═════ EXERCISE MATERIALS

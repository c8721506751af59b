//! Scoring engine: relevance, due-date urgency, priority and status
//! components plus a weighted final score.
//!
//! Every component is bounded and contributes 0 when the task lacks the
//! underlying field. Results may be cached on the task record, keyed by a
//! signature of the scoring-relevant intent fields and the current day.

use chrono::NaiveDate;
use serde::{Deserialize, Serialize};
use std::collections::hash_map::DefaultHasher;
use std::hash::{Hash, Hasher};

use crate::intent::QueryIntent;
use crate::task::{normalize_tag, StatusCategory, Task};

/// Keyword found as a whole word in the task text.
pub const WORD_MATCH_SCORE: f64 = 1.0;
/// Keyword found only as a substring.
pub const PARTIAL_MATCH_SCORE: f64 = 0.5;
/// Keyword equal to (or a parent of) one of the task's tags.
pub const TAG_MATCH_BONUS: f64 = 0.5;
/// Per-position decay: keyword `i` is weighted `1 / (1 + decay * i)`.
pub const KEYWORD_POSITION_DECAY: f64 = 0.25;
/// All keywords appear in order as one phrase.
pub const PHRASE_MATCH_BONUS: f64 = 1.0;

/// Plateau for anything due before today.
pub const OVERDUE_URGENCY: f64 = 1.5;
pub const DUE_TODAY_URGENCY: f64 = 1.0;
/// Urgency halves every this many days after today.
pub const DUE_HALF_LIFE_DAYS: f64 = 7.0;

/// Indexed by priority level; 0 = none.
pub const PRIORITY_SCORES: [f64; 5] = [0.0, 1.0, 0.75, 0.5, 0.25];

pub const STATUS_IN_PROGRESS: f64 = 1.0;
pub const STATUS_OPEN: f64 = 0.8;
pub const STATUS_OTHER: f64 = 0.3;
pub const STATUS_CANCELLED: f64 = 0.1;
/// Completed tasks, only when the query asks for them.
pub const STATUS_COMPLETED_TARGETED: f64 = 0.8;

/// Coefficients of the final linear combination.
#[derive(Debug, Clone, Copy, PartialEq, Serialize, Deserialize)]
#[serde(rename_all = "camelCase", default)]
pub struct ScoringWeights {
    pub relevance: f64,
    pub due_date: f64,
    pub priority: f64,
    pub status: f64,
}

impl Default for ScoringWeights {
    fn default() -> Self {
        Self {
            relevance: 20.0,
            due_date: 4.0,
            priority: 1.0,
            status: 1.0,
        }
    }
}

impl ScoringWeights {
    fn hash_into<H: Hasher>(&self, h: &mut H) {
        for w in [self.relevance, self.due_date, self.priority, self.status] {
            w.to_bits().hash(h);
        }
    }
}

#[derive(Debug, Clone, Copy, Default, PartialEq, Serialize, Deserialize)]
#[serde(rename_all = "camelCase")]
pub struct ScoreComponents {
    pub relevance: f64,
    pub due_date: f64,
    pub priority: f64,
    pub status: f64,
    pub final_score: f64,
}

/// Cache entry stored on a task.
#[derive(Debug, Clone, Copy, PartialEq)]
pub struct CachedScores {
    pub signature: u64,
    /// Coarse time bucket the scores were computed for.
    pub today: NaiveDate,
    pub components: ScoreComponents,
}

/// A task paired with its score components.
#[derive(Debug, Clone, PartialEq, Serialize, Deserialize)]
#[serde(rename_all = "camelCase")]
pub struct ScoredTask {
    pub task: Task,
    pub scores: ScoreComponents,
}

/// Keyword relevance. Not normalized by keyword count.
pub fn relevance_score(task: &Task, keywords: &[String]) -> f64 {
    if keywords.is_empty() {
        return 0.0;
    }
    let text = task.text.to_lowercase();
    let words: Vec<&str> = text
        .split(|c: char| !c.is_alphanumeric())
        .filter(|w| !w.is_empty())
        .collect();
    let tags: Vec<String> = task
        .tags
        .iter()
        .chain(task.note_tags.iter())
        .map(|t| normalize_tag(t))
        .collect();

    let mut total = 0.0;
    for (i, kw) in keywords.iter().enumerate() {
        let kw = kw.trim().to_lowercase();
        if kw.is_empty() {
            continue;
        }
        let weight = 1.0 / (1.0 + KEYWORD_POSITION_DECAY * i as f64);

        let whole = if kw.contains(char::is_whitespace) {
            text.contains(&kw)
        } else {
            words.iter().any(|w| *w == kw)
        };
        let mut hit = if whole {
            WORD_MATCH_SCORE
        } else if text.contains(&kw) {
            PARTIAL_MATCH_SCORE
        } else {
            0.0
        };
        if tags.iter().any(|t| *t == kw || t.starts_with(&format!("{kw}/"))) {
            hit += TAG_MATCH_BONUS;
        }
        total += hit * weight;
    }

    if keywords.len() >= 2 {
        let phrase = keywords.join(" ").to_lowercase();
        if text.contains(&phrase) {
            total += PHRASE_MATCH_BONUS;
        }
    }
    total
}

/// Due-date urgency in `0.0..=OVERDUE_URGENCY`, non-increasing in days-to-due.
pub fn due_date_urgency(due: Option<NaiveDate>, today: NaiveDate) -> f64 {
    let Some(due) = due else {
        return 0.0;
    };
    let days = (due - today).num_days();
    if days < 0 {
        OVERDUE_URGENCY
    } else {
        DUE_TODAY_URGENCY * 0.5f64.powf(days as f64 / DUE_HALF_LIFE_DAYS)
    }
}

pub fn priority_score(priority: u8) -> f64 {
    PRIORITY_SCORES
        .get(priority as usize)
        .copied()
        .unwrap_or(0.0)
}

pub fn status_score(category: StatusCategory, targets_completed: bool) -> f64 {
    match category {
        StatusCategory::InProgress => STATUS_IN_PROGRESS,
        StatusCategory::Open => STATUS_OPEN,
        StatusCategory::Other => STATUS_OTHER,
        StatusCategory::Cancelled => STATUS_CANCELLED,
        StatusCategory::Completed if targets_completed => STATUS_COMPLETED_TARGETED,
        StatusCategory::Completed => 0.0,
    }
}

/// Per-query scoring state: the intent's keywords, the day, the weights and
/// the cache signature derived from them.
#[derive(Debug, Clone)]
pub struct ScoringContext {
    keywords: Vec<String>,
    today: NaiveDate,
    weights: ScoringWeights,
    targets_completed: bool,
    signature: u64,
}

impl ScoringContext {
    /// `targets_completed` is true when the active status filter asks for
    /// completed tasks, either from the intent or from a manual filter.
    pub fn new(
        intent: &QueryIntent,
        today: NaiveDate,
        weights: ScoringWeights,
        targets_completed: bool,
    ) -> Self {
        let targets_completed =
            targets_completed || intent.targets_status(StatusCategory::Completed);

        let mut h = DefaultHasher::new();
        intent.keywords.hash(&mut h);
        intent.extracted_priority.hash(&mut h);
        intent.extracted_status.hash(&mut h);
        intent.extracted_due_date.hash(&mut h);
        intent.extracted_folder.hash(&mut h);
        intent.extracted_tags.hash(&mut h);
        targets_completed.hash(&mut h);
        weights.hash_into(&mut h);

        Self {
            keywords: intent.keywords.clone(),
            today,
            weights,
            targets_completed,
            signature: h.finish(),
        }
    }

    pub fn signature(&self) -> u64 {
        self.signature
    }

    pub fn today(&self) -> NaiveDate {
        self.today
    }

    /// Compute all four components and the final score.
    pub fn score(&self, task: &Task) -> ScoreComponents {
        let relevance = relevance_score(task, &self.keywords);
        let due_date = due_date_urgency(task.due_date, self.today);
        let priority = priority_score(task.priority);
        let status = status_score(task.status_category, self.targets_completed);
        let w = &self.weights;
        ScoreComponents {
            relevance,
            due_date,
            priority,
            status,
            final_score: w.relevance * relevance
                + w.due_date * due_date
                + w.priority * priority
                + w.status * status,
        }
    }

    /// Like [`score`](Self::score) but reads and refreshes the task's cache.
    ///
    /// Returns the components and whether they came from the cache.
    pub fn score_cached(&self, task: &mut Task) -> (ScoreComponents, bool) {
        if let Some(c) = task.cached_scores {
            if c.signature == self.signature && c.today == self.today {
                return (c.components, true);
            }
        }
        let components = self.score(task);
        task.cached_scores = Some(CachedScores {
            signature: self.signature,
            today: self.today,
            components,
        });
        (components, false)
    }
}

/// Score one task against `intent` with default weights.
pub fn score(task: &Task, intent: &QueryIntent, today: NaiveDate) -> ScoreComponents {
    ScoringContext::new(intent, today, ScoringWeights::default(), false).score(task)
}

══════════

## [EXERCISE AIM]
Repeat the material above exactly, beginning with its first line and ending with the line that holds "task lacks the", and leave out everything else.

## [ANSWER FOR THIS EXERCISE]
repository c8721506751af59b
//! Scoring engine: relevance, due-date urgency, priority and status
//! components plus a weighted final score.
//!
//! Every component is bounded and contributes 0 when the task lacks the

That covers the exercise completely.